The Rewind/FF and skip functionality could be done via the D-Pad. When you're watching a program, the D-Pad would be used to skip around. When you're in the menus, the D-Pad would be used to navigate the menus. IOW, you don't need different buttons for moving around in menus vs moving around the timeline of a TV show.

The Select/Play/Pause could all be combined into a single button.

A Stop button on a remote nowadays is unnecessary, and is a relic from the days when we used physical media (e.g., for VHS tapes, and even DVDs, Pause is different than Stop, but for digital media on a HD, it's effectively the same). The TiVo got this right on day one.

The TiVo/Guide/Live TV/Back buttons could all be combined into a single Menu button. A quick press could be treated as Back while a press-and-hold would bring you to the main menu where there would be options for the Guide and Recorded shows (among other choices). Note: this is where some of the simple remotes I've mentioned diverge a bit from Apple's design and add a dedicated Back button.

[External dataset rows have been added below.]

use thiserror::Error;

#[derive(Debug, Error)]
pub enum RightsError {
    #[error("unauthenticated: {0}")]
    Unauthenticated(String),

    #[error("permission denied: {0}")]
    PermissionDenied(String),

    #[error("invalid argument: {0}")]
    InvalidArgument(String),

    #[error("not found: {0}")]
    NotFound(String),

    #[error("conflict: {0}")]
    Conflict(String),

    #[error("service unavailable: {0}")]
    ServiceUnavailable(String),

    /// A write failed after validation passed; details are logged, not returned.
    #[error("unknown: {0}")]
    Unknown(String),

    #[error("internal: {0}")]
    Internal(#[from] anyhow::Error),
}

impl RightsError {
    pub fn invalid(msg: impl Into<String>) -> Self {
        Self::InvalidArgument(msg.into())
    }

    /// Generic write failure, surfaced as `Unknown(DBError)`.
    pub fn db_write() -> Self {
        Self::Unknown("DBError".into())
    }

    /// Stable category code returned to callers.
    pub fn code(&self) -> &'static str {
        match self {
            Self::Unauthenticated(_) => "UNAUTHENTICATED",
            Self::PermissionDenied(_) => "PERMISSION_DENIED",
            Self::InvalidArgument(_) => "INVALID_ARGUMENT",
            Self::NotFound(_) => "NOT_FOUND",
            Self::Conflict(_) => "CONFLICT",
            Self::ServiceUnavailable(_) => "UNAVAILABLE",
            Self::Unknown(_) => "UNKNOWN",
            Self::Internal(_) => "INTERNAL",
        }
    }

    pub fn http_status(&self) -> u16 {
        match self {
            Self::Unauthenticated(_) => 401,
            Self::PermissionDenied(_) => 403,
            Self::InvalidArgument(_) => 400,
            Self::NotFound(_) => 404,
            Self::Conflict(_) => 409,
            Self::ServiceUnavailable(_) => 503,
            Self::Unknown(_) => 500,
            Self::Internal(_) => 500,
        }
    }

    /// Message safe to hand back to a caller. Internal causes are replaced by `DBError`.
    pub fn public_message(&self) -> String {
        match self {
            Self::Unauthenticated(m)
            | Self::PermissionDenied(m)
            | Self::InvalidArgument(m)
            | Self::NotFound(m)
            | Self::Conflict(m)
            | Self::ServiceUnavailable(m)
            | Self::Unknown(m) => m.clone(),
            Self::Internal(_) => "DBError".into(),
        }
    }

    pub fn is_invalid_argument(&self) -> bool {
        matches!(self, Self::InvalidArgument(_))
    }
}

#[cfg(test)]
mod tests {
    use super::*;

    // ── http_status ───────────────────────────────────────────────

    #[test]
    fn http_status_per_variant() {
        assert_eq!(RightsError::Unauthenticated("x".into()).http_status(), 401);
        assert_eq!(RightsError::PermissionDenied("x".into()).http_status(), 403);
        assert_eq!(RightsError::invalid("x").http_status(), 400);
        assert_eq!(RightsError::NotFound("x".into()).http_status(), 404);
        assert_eq!(RightsError::Conflict("x".into()).http_status(), 409);
        assert_eq!(
            RightsError::ServiceUnavailable("x".into()).http_status(),
            503
        );
        assert_eq!(RightsError::db_write().http_status(), 500);
        assert_eq!(
            RightsError::Internal(anyhow::anyhow!("boom")).http_status(),
            500
        );
    }

    // ── Display / public message ──────────────────────────────────

    #[test]
    fn display_invalid_argument() {
        let e = RightsError::invalid("sku already exists");
        assert_eq!(e.to_string(), "invalid argument: sku already exists");
        assert_eq!(e.code(), "INVALID_ARGUMENT");
    }

    #[test]
    fn internal_details_are_not_public() {
        let e = RightsError::Internal(anyhow::anyhow!("connection refused on 10.0.0.3"));
        assert_eq!(e.public_message(), "DBError");
        assert!(e.to_string().contains("10.0.0.3"));
    }

    #[test]
    fn db_write_is_unknown_db_error() {
        let e = RightsError::db_write();
        assert_eq!(e.code(), "UNKNOWN");
        assert_eq!(e.public_message(), "DBError");
    }
}
pub mod jwt;
//! Row shapes read by the adapters, converted into `rights_core` types.

use chrono::{DateTime, Utc};
use rust_decimal::Decimal;

use rights_core::types::{
    AcqRight, AggregatedRight, Aggregation, AggregationProduct, MetricNames, Product,
};

#[derive(Debug, sqlx::FromRow)]
pub(crate) struct PgAggregatedRightRow {
    pub sku: String,
    pub scope: String,
    pub aggregation_id: i32,
    pub metric: String,
    pub num_licenses_acquired: i32,
    pub num_licences_maintenance: i32,
    pub avg_unit_price: Decimal,
    pub avg_maintenance_unit_price: Decimal,
    pub total_purchase_cost: Decimal,
    pub total_maintenance_cost: Decimal,
    pub total_cost: Decimal,
    pub start_of_maintenance: Option<DateTime<Utc>>,
    pub end_of_maintenance: Option<DateTime<Utc>>,
    pub ordering_date: Option<DateTime<Utc>>,
    pub comment: Option<String>,
    pub corporate_sourcing_contract: String,
    pub software_provider: String,
    pub last_purchased_order: String,
    pub support_numbers: Vec<String>,
    pub maintenance_provider: String,
    pub file_name: String,
    pub repartition: bool,
    pub created_by: String,
    pub updated_by: Option<String>,
}

impl From<PgAggregatedRightRow> for AggregatedRight {
    fn from(r: PgAggregatedRightRow) -> Self {
        Self {
            sku: r.sku,
            aggregation_id: r.aggregation_id,
            scope: r.scope,
            metrics: MetricNames::parse(&r.metric),
            num_licenses_acquired: r.num_licenses_acquired,
            num_licences_maintenance: r.num_licences_maintenance,
            avg_unit_price: r.avg_unit_price,
            avg_maintenance_unit_price: r.avg_maintenance_unit_price,
            total_purchase_cost: r.total_purchase_cost,
            total_maintenance_cost: r.total_maintenance_cost,
            total_cost: r.total_cost,
            start_of_maintenance: r.start_of_maintenance,
            end_of_maintenance: r.end_of_maintenance,
            ordering_date: r.ordering_date,
            comment: r.comment,
            corporate_sourcing_contract: r.corporate_sourcing_contract,
            software_provider: r.software_provider,
            last_purchased_order: r.last_purchased_order,
            support_numbers: r.support_numbers,
            maintenance_provider: r.maintenance_provider,
            file_name: r.file_name,
            repartition: r.repartition,
            created_by: r.created_by,
            updated_by: r.updated_by,
        }
    }
}

#[derive(Debug, sqlx::FromRow)]
pub(crate) struct PgAggregationRow {
    pub id: i32,
    pub aggregation_name: String,
    pub scope: String,
    pub product_editor: String,
    pub product_names: Vec<String>,
    pub swidtags: Vec<String>,
    pub created_by: String,
    pub updated_by: Option<String>,
}

impl From<PgAggregationRow> for Aggregation {
    fn from(r: PgAggregationRow) -> Self {
        Self {
            id: r.id,
            name: r.aggregation_name,
            scope: r.scope,
            product_editor: r.product_editor,
            product_names: r.product_names,
            swidtags: r.swidtags,
            created_by: r.created_by,
            updated_by: r.updated_by,
        }
    }
}

#[derive(Debug, sqlx::FromRow)]
pub(crate) struct PgAggregationProductRow {
    pub swidtag: String,
    pub product_name: String,
    pub product_editor: String,
    pub product_version: String,
}

impl From<PgAggregationProductRow> for AggregationProduct {
    fn from(r: PgAggregationProductRow) -> Self {
        Self {
            swidtag: r.swidtag,
            product_name: r.product_name,
            product_editor: r.product_editor,
            product_version: r.product_version,
        }
    }
}

#[derive(Debug, sqlx::FromRow)]
pub(crate) struct PgProductRow {
    pub swidtag: String,
    pub scope: String,
    pub product_name: String,
    pub product_editor: String,
    pub product_version: String,
    pub created_by: String,
}

impl From<PgProductRow> for Product {
    fn from(r: PgProductRow) -> Self {
        Self {
            swidtag: r.swidtag,
            scope: r.scope,
            name: r.product_name,
            editor: r.product_editor,
            version: r.product_version,
            created_by: r.created_by,
        }
    }
}

#[derive(Debug, sqlx::FromRow)]
pub(crate) struct PgAcqRightRow {
    pub sku: String,
    pub scope: String,
    pub swidtag: String,
    pub product_name: String,
    pub product_editor: String,
    pub version: String,
    pub metric: String,
    pub num_licenses_acquired: i32,
    pub num_licences_maintenance: i32,
    pub avg_unit_price: Decimal,
    pub avg_maintenance_unit_price: Decimal,
    pub created_by: String,
}

impl From<PgAcqRightRow> for AcqRight {
    fn from(r: PgAcqRightRow) -> Self {
        Self {
            sku: r.sku,
            scope: r.scope,
            swidtag: r.swidtag,
            product_name: r.product_name,
            product_editor: r.product_editor,
            version: r.version,
            metrics: MetricNames::parse(&r.metric),
            num_licenses_acquired: r.num_licenses_acquired,
            num_licences_maintenance: r.num_licences_maintenance,
            avg_unit_price: r.avg_unit_price,
            avg_maintenance_unit_price: r.avg_maintenance_unit_price,
            created_by: r.created_by,
        }
    }
}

The Info button could be handled via the D-Pad up/down button, but I wouldn't be opposed to having a dedicated Info button.

One additional dedicated button that I would say that a TiVo remote does need, which the Apple TV, etc. can get away without having, is the dedicated Record button.

This discussion is academic, though, because the TiVo UI isn't designed to work this way. So we're stuck with a way-too-busy remote with lots of dedicated buttons.


----------



## Arcady (Oct 14, 2004)

srauly said:


> The Stop button is unnecessary.
> 
> One additional dedicated button that I would say that a TiVo remote would benefit from, is a Record button.


Do you own a TiVo remote? There is no stop button, but there is a record button.


----------



## srauly (Apr 26, 2000)

Arcady said:


> Do you own a TiVo remote? There is no stop button, but there is a record button.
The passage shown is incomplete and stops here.